(Beginning of RECORD SET)

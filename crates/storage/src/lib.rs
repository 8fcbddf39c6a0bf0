pub use mongodb::bson;

pub use animal::Animal;
pub use document::{from_document, to_document};
pub use errors::DBError;
pub use mongodb_repository::MongoDBRepository;
pub use repository::Repository;
pub use types::{DeleteResult, Query, Record, RecordStream, UpdateResult, UpdateSpec};

pub mod animal;
pub mod document;
pub mod errors;
#[cfg(any(test, feature = "test-util"))]
pub mod memory;
pub mod mongodb_repository;
pub mod repository;
pub mod types;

(End of RECORD SET)

# DIRECTIONS
Give the data again in full, keeping every line as it was.

# PROBLEM SOLUTION
filename crates/storage/src/lib.rs
repository 8fcbddf39c6a0bf0
pub use mongodb::bson;

pub use animal::Animal;
pub use document::{from_document, to_document};
pub use errors::DBError;
pub use mongodb_repository::MongoDBRepository;
pub use repository::Repository;
pub use types::{DeleteResult, Query, Record, RecordStream, UpdateResult, UpdateSpec};

pub mod animal;
pub mod document;
pub mod errors;
#[cfg(any(test, feature = "test-util"))]
pub mod memory;
pub mod mongodb_repository;
pub mod repository;
pub mod types;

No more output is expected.